#### Data shown

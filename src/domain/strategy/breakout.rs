//! Breakout: close clears the 55-bar high on a volume surge.
//!
//! Triggers when all hold on the latest bar:
//! - close > highest high of the 55 prior bars (today excluded)
//! - volume > 1.5 × Volume SMA20
//! - ATR% > 1%
//!
//! Uses wider levels than the other detectors: stop 2.5 ATR, target 3 ATR.

use crate::domain::indicator::EnrichedBar;
use crate::domain::strategy::{
    prior_high, StrategyConfig, StrategyKind, StrategyResult, SuggestedLevels,
};

const KIND: StrategyKind = StrategyKind::Breakout;

pub fn evaluate(series: &[EnrichedBar], config: &StrategyConfig) -> StrategyResult {
    let Some(latest) = series.last() else {
        return StrategyResult::insufficient(KIND, "latest bar");
    };
    let lookback = config.breakout_lookback;
    let Some(prior) = prior_high(series, lookback) else {
        return StrategyResult::insufficient(KIND, &format!("{}-bar high", lookback));
    };
    let ind = &latest.indicators;
    let (Some(atr), Some(atr_pct)) = (ind.atr14, ind.atr_pct) else {
        return StrategyResult::insufficient(KIND, "atr14");
    };
    let Some(volume_ratio) = latest.volume_ratio() else {
        return StrategyResult::insufficient(KIND, "volume_sma20");
    };

    let close = latest.bar.close;
    let mut result = StrategyResult::new(KIND);
    let mut score = 0;

    let broke_out = close > prior;
    if broke_out {
        let pct = if prior != 0.0 { (close - prior) / prior * 100.0 } else { 0.0 };
        result
            .reasons
            .push(format!("close cleared the {}-bar high (+{:.1}%)", lookback, pct));
        score += if pct >= 3.0 {
            35
        } else if pct >= 1.0 {
            30
        } else {
            25
        };
    } else {
        result.warnings.push(format!(
            "no breakout (close {:.2} vs {}-bar high {:.2})",
            close, lookback, prior
        ));
    }

    let surge = volume_ratio > config.breakout_volume_multiplier;
    if volume_ratio >= 2.0 {
        result
            .reasons
            .push(format!("very high volume ({:.1}x average)", volume_ratio));
        score += 35;
    } else if surge {
        result
            .reasons
            .push(format!("high volume ({:.1}x average)", volume_ratio));
        score += 25;
    } else if volume_ratio >= 1.0 {
        result.warnings.push(format!(
            "average volume ({:.1}x), weak confirmation",
            volume_ratio
        ));
        score += 10;
    } else {
        result
            .warnings
            .push(format!("low volume ({:.1}x), suspect breakout", volume_ratio));
    }

    let volatile = atr_pct > config.breakout_min_atr_pct;
    if atr_pct >= 2.0 {
        result
            .reasons
            .push(format!("healthy volatility (ATR {:.1}%)", atr_pct));
        score += 20;
    } else if volatile {
        result
            .reasons
            .push(format!("sufficient volatility (ATR {:.1}%)", atr_pct));
        score += 15;
    } else {
        result
            .warnings
            .push(format!("too flat to trade (ATR {:.1}%)", atr_pct));
    }

    match ind.sma200 {
        Some(sma200) if close > sma200 => {
            result
                .reasons
                .push("breakout with the primary trend (close above SMA200)".to_string());
            score += 10;
        }
        Some(_) => result
            .warnings
            .push("breakout against the trend (close below SMA200)".to_string()),
        None => {}
    }

    result.triggered = broke_out && surge && volatile;
    result.score = score.min(100);
    result.levels = Some(SuggestedLevels::from_atr(
        close,
        atr,
        config.breakout_stop_atr_multiplier,
        config.breakout_target_atr_multiplier,
    ));
    result
}
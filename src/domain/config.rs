//! Analysis configuration assembled from a [`ConfigPort`].
//!
//! INI layout (every key optional, defaults shown):
//!
//! ```ini
//! [indicators]
//! sma_short = 20
//! sma_medium = 50
//! sma_long = 200
//! rsi_period = 14
//! atr_period = 14
//! bb_period = 20
//! bb_stddev_mult = 2.0
//! volume_sma_period = 20
//! macd_fast = 12
//! macd_slow = 26
//! macd_signal = 9
//!
//! [strategies]
//! breakout_lookback = 55
//! ; ...one key per StrategyConfig field
//!
//! [scoring]
//! two_signal_bonus = 10
//! multi_signal_bonus = 15
//! max_score = 100
//! min_score = 0
//!
//! [backtest]
//! strategy = all
//! window_days = 365
//! max_holding_days = 30
//! slippage_pct = 0.1
//! ```

use crate::domain::backtest::{BacktestConfig, BacktestWindow};
use crate::domain::config_validation::{
    validate_backtest_config, validate_indicator_config, validate_scorer_config,
    validate_strategy_config,
};
use crate::domain::error::{Result, SetupscanError};
use crate::domain::indicator::IndicatorConfig;
use crate::domain::scorer::ScorerConfig;
use crate::domain::strategy::StrategyConfig;
use crate::ports::config_port::ConfigPort;

#[derive(Debug, Clone, Default, PartialEq)]
pub struct AnalysisConfig {
    pub indicators: IndicatorConfig,
    pub strategies: StrategyConfig,
    pub scoring: ScorerConfig,
    pub backtest: BacktestConfig,
}

impl AnalysisConfig {
    /// Read and validate every section. Missing keys keep their defaults.
    pub fn from_port(port: &dyn ConfigPort) -> Result<Self> {
        let config = AnalysisConfig {
            indicators: read_indicators(port)?,
            strategies: read_strategies(port)?,
            scoring: read_scoring(port)?,
            backtest: read_backtest(port)?,
        };
        config.validate()?;
        Ok(config)
    }

    pub fn validate(&self) -> Result<()> {
        validate_indicator_config(&self.indicators)?;
        validate_strategy_config(&self.strategies)?;
        validate_scorer_config(&self.scoring)?;
        validate_backtest_config(&self.backtest)?;
        Ok(())
    }
}

fn read_indicators(port: &dyn ConfigPort) -> Result<IndicatorConfig> {
    const S: &str = "indicators";
    let d = IndicatorConfig::default();
    let mult = port.get_double(S, "bb_stddev_mult", d.bb_stddev_mult_x100 as f64 / 100.0);
    if mult.is_nan() || mult <= 0.0 {
        return Err(SetupscanError::invalid(
            "bb_stddev_mult",
            "band multiplier must be positive",
        ));
    }
    Ok(IndicatorConfig {
        sma_short: get_count(port, S, "sma_short", d.sma_short)?,
        sma_medium: get_count(port, S, "sma_medium", d.sma_medium)?,
        sma_long: get_count(port, S, "sma_long", d.sma_long)?,
        rsi_period: get_count(port, S, "rsi_period", d.rsi_period)?,
        atr_period: get_count(port, S, "atr_period", d.atr_period)?,
        bb_period: get_count(port, S, "bb_period", d.bb_period)?,
        bb_stddev_mult_x100: (mult * 100.0).round() as u32,
        volume_sma_period: get_count(port, S, "volume_sma_period", d.volume_sma_period)?,
        macd_fast: get_count(port, S, "macd_fast", d.macd_fast)?,
        macd_slow: get_count(port, S, "macd_slow", d.macd_slow)?,
        macd_signal: get_count(port, S, "macd_signal", d.macd_signal)?,
    })
}

fn read_strategies(port: &dyn ConfigPort) -> Result<StrategyConfig> {
    const S: &str = "strategies";
    let d = StrategyConfig::default();
    let f = |key: &str, default: f64| port.get_double(S, key, default);
    Ok(StrategyConfig {
        pullback_max_distance_pct: f("pullback_max_distance_pct", d.pullback_max_distance_pct),
        pullback_rsi_cross_window: get_count(
            port,
            S,
            "pullback_rsi_cross_window",
            d.pullback_rsi_cross_window,
        )?,
        pullback_rsi_level: f("pullback_rsi_level", d.pullback_rsi_level),
        breakout_lookback: get_count(port, S, "breakout_lookback", d.breakout_lookback)?,
        breakout_volume_multiplier: f("breakout_volume_multiplier", d.breakout_volume_multiplier),
        breakout_min_atr_pct: f("breakout_min_atr_pct", d.breakout_min_atr_pct),
        mean_reversion_lookback: get_count(
            port,
            S,
            "mean_reversion_lookback",
            d.mean_reversion_lookback,
        )?,
        mean_reversion_rsi_oversold: f("mean_reversion_rsi_oversold", d.mean_reversion_rsi_oversold),
        macd_rsi_min: f("macd_rsi_min", d.macd_rsi_min),
        macd_rsi_max: f("macd_rsi_max", d.macd_rsi_max),
        macd_atr_pct_min: f("macd_atr_pct_min", d.macd_atr_pct_min),
        macd_atr_pct_max: f("macd_atr_pct_max", d.macd_atr_pct_max),
        golden_cross_volume_ratio: f("golden_cross_volume_ratio", d.golden_cross_volume_ratio),
        golden_cross_rsi_min: f("golden_cross_rsi_min", d.golden_cross_rsi_min),
        volume_breakout_lookback: get_count(
            port,
            S,
            "volume_breakout_lookback",
            d.volume_breakout_lookback,
        )?,
        volume_breakout_volume_multiplier: f(
            "volume_breakout_volume_multiplier",
            d.volume_breakout_volume_multiplier,
        ),
        volume_breakout_rsi_min: f("volume_breakout_rsi_min", d.volume_breakout_rsi_min),
        stop_atr_multiplier: f("stop_atr_multiplier", d.stop_atr_multiplier),
        target_atr_multiplier: f("target_atr_multiplier", d.target_atr_multiplier),
        breakout_stop_atr_multiplier: f(
            "breakout_stop_atr_multiplier",
            d.breakout_stop_atr_multiplier,
        ),
        breakout_target_atr_multiplier: f(
            "breakout_target_atr_multiplier",
            d.breakout_target_atr_multiplier,
        ),
    })
}

fn read_scoring(port: &dyn ConfigPort) -> Result<ScorerConfig> {
    const S: &str = "scoring";
    let d = ScorerConfig::default();
    Ok(ScorerConfig {
        two_signal_bonus: get_points(port, S, "two_signal_bonus", d.two_signal_bonus)?,
        multi_signal_bonus: get_points(port, S, "multi_signal_bonus", d.multi_signal_bonus)?,
        max_score: get_points(port, S, "max_score", d.max_score)?,
        min_score: get_points(port, S, "min_score", d.min_score)?,
    })
}

fn read_backtest(port: &dyn ConfigPort) -> Result<BacktestConfig> {
    const S: &str = "backtest";
    let d = BacktestConfig::default();
    let strategy = match port.get_string(S, "strategy") {
        Some(s) => s.parse()?,
        None => d.strategy,
    };
    let window = BacktestWindow::from_days(port.get_int(S, "window_days", i64::from(d.window.days())))?;
    let max_holding_days = port.get_int(S, "max_holding_days", i64::from(d.max_holding_days));
    let max_holding_days = u32::try_from(max_holding_days).map_err(|_| {
        SetupscanError::invalid("max_holding_days", "max_holding_days must be at least 1")
    })?;
    Ok(BacktestConfig {
        strategy,
        window,
        max_holding_days,
        slippage_pct: port.get_double(S, "slippage_pct", d.slippage_pct),
    })
}

fn get_count(port: &dyn ConfigPort, section: &str, key: &str, default: usize) -> Result<usize> {
    let value = port.get_int(section, key, default as i64);
    usize::try_from(value)
        .map_err(|_| SetupscanError::invalid(key, format!("{} must not be negative", value)))
}

fn get_points(port: &dyn ConfigPort, section: &str, key: &str, default: u32) -> Result<u32> {
    let value = port.get_int(section, key, i64::from(default));
    u32::try_from(value)
        .map_err(|_| SetupscanError::invalid(key, format!("{} is not a valid score", value)))
}
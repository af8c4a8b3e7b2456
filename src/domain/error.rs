//! Domain error types.

/// Top-level error type for setupscan.
///
/// Only hard failures live here. Indicator and signal degeneracies (short
/// history, flat windows, zero variance) are absorbed by the components and
/// surface as "no signal" data instead.
#[derive(Debug, thiserror::Error)]
pub enum SetupscanError {
    #[error("insufficient data: have {bars} bars, need {minimum}")]
    InsufficientData { bars: usize, minimum: usize },

    #[error("invalid configuration for {field}: {reason}")]
    InvalidConfiguration { field: String, reason: String },

    #[error("config parse error in {file}: {reason}")]
    ConfigParse { file: String, reason: String },

    #[error("data error for {instrument}: {reason}")]
    Data { instrument: String, reason: String },

    #[error(transparent)]
    Io(#[from] std::io::Error),
}

impl SetupscanError {
    pub fn invalid(field: &str, reason: impl Into<String>) -> Self {
        SetupscanError::InvalidConfiguration {
            field: field.to_string(),
            reason: reason.into(),
        }
    }
}

pub type Result<T> = std::result::Result<T, SetupscanError>;

#[cfg(test)]
mod tests {
    use super::*;

    #[test]
    fn insufficient_data_message() {
        let err = SetupscanError::InsufficientData {
            bars: 0,
            minimum: 1,
        };
        assert_eq!(err.to_string(), "insufficient data: have 0 bars, need 1");
    }

    #[test]
    fn invalid_configuration_names_field() {
        let err = SetupscanError::invalid("max_holding_days", "must be at least 1");
        assert_eq!(
            err.to_string(),
            "invalid configuration for max_holding_days: must be at least 1"
        );
        assert!(
            matches!(err, SetupscanError::InvalidConfiguration { field, .. } if field == "max_holding_days")
        );
    }

    #[test]
    fn io_error_is_transparent() {
        let io = std::io::Error::new(std::io::ErrorKind::NotFound, "missing file");
        let err: SetupscanError = io.into();
        assert_eq!(err.to_string(), "missing file");
    }
}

########

Task item:
When a line in the data holds the word "bars", show that line.

Answer to this problem:
//! - close > highest high of the 55 prior bars (today excluded)
    #[error("insufficient data: have {bars} bars, need {minimum}")]
    InsufficientData { bars: usize, minimum: usize },
            bars: 0,
        assert_eq!(err.to_string(), "insufficient data: have 0 bars, need 1");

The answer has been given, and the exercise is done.